We first compare the performance of different modeling approaches and find that a global Random Forest with geo-coordinates as part of input features achieves the highest predictive performance.
An analysis of the Random Forest via SHAP values, as well as the coefficients of GWR and MGWR models, reveals that besides population density and the car-sharing supply, other spatial features such as surrounding POIs play a major role.

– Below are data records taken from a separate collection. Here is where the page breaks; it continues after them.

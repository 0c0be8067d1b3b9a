//! # Maintenance Module
//!
//! The artifact & model-cache lifecycle manager. Decides what persistent
//! state (downloaded model weights, generated transcripts/subtitles, upload
//! scratch files) is allowed to exist at any time and reclaims the rest on
//! a 24h cadence plus on explicit user action.
//!
//! ## Key Components:
//! - **Clock Gate** (`clock`): persisted-timestamp gate deciding whether a
//!   cycle is due; a missing or corrupt record fails open toward cleaning
//! - **Inventory** (`inventory`): read-only enumeration of artifacts, model
//!   weight files, and scratch files, plus the reporting surface
//! - **Retention Policy** (`policy`): pure decision logic turning an
//!   inventory snapshot and a clock reading into a `DeletionPlan`
//! - **Reclaimer** (`reclaimer`): best-effort execution of a plan, with a
//!   per-item failure ledger and the timestamp re-arm
//!
//! ## Design Invariants:
//! - The on-disk model set after any cycle has at most
//!   `max_retained_models` entries, chosen by most recent access
//! - Deleting an already-deleted path is success, never an error, so
//!   concurrent manual and scheduled triggers can race safely
//! - No operation here returns a fatal error; every internal failure
//!   degrades to "skip this item, continue" so the cycle always completes
//!   and always re-arms the timer

pub mod clock;
pub mod inventory;
pub mod policy;
pub mod reclaimer;

pub use clock::MaintenanceStore;
pub use inventory::{Inventory, StoragePaths};
pub use policy::{compute_deletions, DeletionPlan};
pub use reclaimer::{Reclaimer, ReclaimSummary};
use crate::{error::AppError, state::AppState};
use actix_web::{web, HttpResponse};
use serde_json::json;

pub async fn get_config(state: web::Data<AppState>) -> Result<HttpResponse, AppError> {
    let config = state.get_config();

    Ok(HttpResponse::Ok().json(json!({
        "timestamp": chrono::Utc::now().to_rfc3339(),
        "config": config,
    })))
}

pub async fn update_config(
    state: web::Data<AppState>,
    body: web::Json<serde_json::Value>,
) -> Result<HttpResponse, AppError> {
    let json_str = serde_json::to_string(&body.into_inner())?;

    let mut current_config = state.get_config();
    current_config.update_from_json(&json_str)?;

    state
        .update_config(current_config.clone())
        .map_err(AppError::ValidationError)?;

    Ok(HttpResponse::Ok().json(json!({
        "status": "success",
        "message": "Configuration updated successfully",
        "timestamp": chrono::Utc::now().to_rfc3339(),
        "updated_config": current_config,
    })))
}
//! # Model Loader
//!
//! Gets model weights onto disk and wraps them in an engine handle. The
//! download streams GGML files from the whisper.cpp Hugging Face mirror
//! into the managed cache directory, writing to a `.partial` sibling first
//! so the inventory scan never sees a half-downloaded weight file as a
//! cache entry.
//!
//! Reusing an already-downloaded file bumps its mtime; that timestamp is
//! what the retention policy reads as `last_accessed_at`, so a model in
//! active use never ranks behind one nobody has touched for days.

use anyhow::{anyhow, Context, Result};
use std::fs;
use std::io::{Read, Write};
use std::path::{Path, PathBuf};
use std::sync::Arc;
use std::time::{Duration, SystemTime};
use tracing::{debug, info};

use crate::transcription::engine::WhisperCliEngine;
use crate::transcription::model::{ModelSize, Transcriber};

const WEIGHTS_BASE_URL: &str = "https://huggingface.co/ggerganov/whisper.cpp/resolve/main";
const DOWNLOAD_CONNECT_TIMEOUT: Duration = Duration::from_secs(30);
const DOWNLOAD_READ_TIMEOUT: Duration = Duration::from_secs(600);

/// Turns a model id into a live `Transcriber` handle, downloading weights
/// into `cache_dir` as needed. Injected into the cache accessor so tests
/// can substitute a stub that never touches the network.
pub trait ModelLoader: Send + Sync {
    fn load(&self, model: ModelSize, cache_dir: &Path) -> Result<Arc<dyn Transcriber>>;
}

/// Production loader: weight download plus a whisper.cpp CLI engine.
pub struct WhisperCliLoader {
    whisper_bin: String,
}

impl WhisperCliLoader {
    pub fn new(whisper_bin: impl Into<String>) -> Self {
        Self {
            whisper_bin: whisper_bin.into(),
        }
    }
}

impl ModelLoader for WhisperCliLoader {
    fn load(&self, model: ModelSize, cache_dir: &Path) -> Result<Arc<dyn Transcriber>> {
        let weights = ensure_weights(model, cache_dir)?;
        Ok(Arc::new(WhisperCliEngine::new(
            self.whisper_bin.clone(),
            weights,
            model,
        )))
    }
}

/// Make sure the weight file for `model` exists in `cache_dir`, creating
/// the directory and downloading on first use.
pub fn ensure_weights(model: ModelSize, cache_dir: &Path) -> Result<PathBuf> {
    fs::create_dir_all(cache_dir)
        .with_context(|| format!("Failed to create cache directory {}", cache_dir.display()))?;

    let dest = cache_dir.join(model.weights_file());
    if dest.exists() {
        touch(&dest);
        debug!(path = %dest.display(), "Reusing cached weights");
        return Ok(dest);
    }

    let url = format!("{}/{}", WEIGHTS_BASE_URL, model.remote_file());
    info!(model = %model, url = %url, "Downloading model weights (~{} MB)", model.size_mb());
    download_weights(&url, &dest)?;
    info!(model = %model, path = %dest.display(), "Model weights downloaded");
    Ok(dest)
}

/// Stream `url` to `dest` via a `.partial` temp file renamed on success.
fn download_weights(url: &str, dest: &Path) -> Result<()> {
    let agent = ureq::AgentBuilder::new()
        .timeout_connect(DOWNLOAD_CONNECT_TIMEOUT)
        .timeout_read(DOWNLOAD_READ_TIMEOUT)
        .build();

    let response = agent
        .get(url)
        .call()
        .map_err(|e| anyhow!("Failed to download weights from {}: {}", url, e))?;

    let expected = response
        .header("Content-Length")
        .and_then(|s| s.parse::<u64>().ok());

    let partial = dest.with_extension("partial");
    let mut file = fs::File::create(&partial)
        .with_context(|| format!("Failed to create {}", partial.display()))?;

    let mut reader = response.into_reader();
    let mut buffer = [0u8; 64 * 1024];
    let mut written = 0u64;

    loop {
        let n = reader.read(&mut buffer).context("Failed reading download stream")?;
        if n == 0 {
            break;
        }
        file.write_all(&buffer[..n])
            .with_context(|| format!("Failed writing {}", partial.display()))?;
        written += n as u64;
    }
    drop(file);

    if let Some(expected) = expected {
        if written != expected {
            // Leave nothing behind; the next attempt starts clean
            let _ = fs::remove_file(&partial);
            return Err(anyhow!(
                "Incomplete download: expected {} bytes, got {}",
                expected,
                written
            ));
        }
    }

    fs::rename(&partial, dest)
        .with_context(|| format!("Failed to move weights into place at {}", dest.display()))?;
    Ok(())
}

/// Best-effort mtime bump; the file stays usable if this fails.
fn touch(path: &Path) {
    if let Ok(file) = fs::File::options().write(true).open(path) {
        let _ = file.set_modified(SystemTime::now());
    }
}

- Score: 2.0840675600355127
- License:
- Abstract: In recent years, car-sharing services have emerged as viable alternatives to private individual mobility, promising more sustainable and resource-efficient, but still comfortable transportation. Research on short-term prediction and optimization methods has improved operations and fleet control of car-sharing services; however, long-term projections and spatial analysis are sparse in the literature. We propose to analyze the average monthly demand in a station-based car-sharing service with spatially-aware learning algorithms that offer high predictive performance as well as interpretability. Our study utilizes a rich set of socio-demographic, location-based (e.g., POIs), and car-sharing-specific features as input, extracted from a large proprietary car-sharing dataset and publicly available datasets. We first compare the performance of different modeling approaches and find that a global Random Forest with geo-coordinates as part of input features achieves the highest predictive performance with an R-squared score of 0.87 on test data. While a local linear model, Geographically Weighted Regression, performs almost on par in terms of out-of-sample prediction accuracy. We further leverage the models to identify spatial and socio-demographic drivers of car-sharing demand. An analysis of the Random Forest via SHAP values, as well as the coefficients of GWR and MGWR models, reveals that besides population density and the car-sharing supply, other spatial features such as surrounding POIs play a major role. In addition, MGWR yields exciting insights into the multiscale heterogeneous spatial distributions of factors influencing car-sharing behaviour. Together, our study offers insights for selecting effective and interpretable methods for diagnosing and planning the placement of car-sharing stations.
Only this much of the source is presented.